Enviada em 31/05/2020

Conforme o Artigo 205 da  Constituição Federal de 1988, todos têm direito a educação, e é dever do Estado propiciar meios que viabilizem seu exercício. Entretanto, quando observa-se a questão da educação a distância no Brasil, é notável que ainda há muitos problemas a serem solucionados. Nesse prisma, destacam-se dois aspectos importantes: a falta de inclusão digital e a qualidade contestável em algumas situações.

Primeiramente, é indubitável que mesmo com o avanço das tecnologias, muitas pessoas não têm acesso à Internet no país. Segundo os dados do IBGE, mais de 25% da população não possui acesso à rede, e dois dos principais motivos alegados é o fato do serviço ser caro e o baixo poder aquisitivo para adquirir bens que permitam a conexão com a mesma. Com isso, os indivíduos de classe baixa acabam sendo vítimas da exclusão digital.

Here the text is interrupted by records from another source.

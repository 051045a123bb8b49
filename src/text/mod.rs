mod dto;
pub mod fallback;
pub mod handlers;
pub mod pipeline;

use crate::state::AppState;
use axum::Router;

pub fn router() -> Router<AppState> {
    handlers::routes()
}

Outrossim, é notório que alguns serviços de educação, que são ofertados, são de péssima qualidade. De acordo com o sociólogo Edgar Morin, não é a quantidade de informações que dará conhecimento, mas sim a maneira que o conteúdo presente nesta irá tornar o indivíduo capaz de lidar com situações parecidas no cotidiano. Conquanto, as instituições educacionais, muitas vezes, fornecem um ensino superficial pela rede, atuando apenas como “fábricas” de diplomas.

Em suma, fica evidente a necessidade de medidas que venham superar as perspectivas e os desafios do EAD no Estado. Por conseguinte, cabe ao Governo Federal garantir Internet de qualidade e meios de acesso à esta de maneira gratuita, para que haja democratização. Ademais, o Ministério da Educação deve intensificar a fiscalização às fundações, autorizando ou privando alguns conteúdos, a fim de melhorar a qualidade do sistema educacional a distância. Somente assim, o Artigo 205 será cumprido e a superficialidade dos conteúdos serão extintos.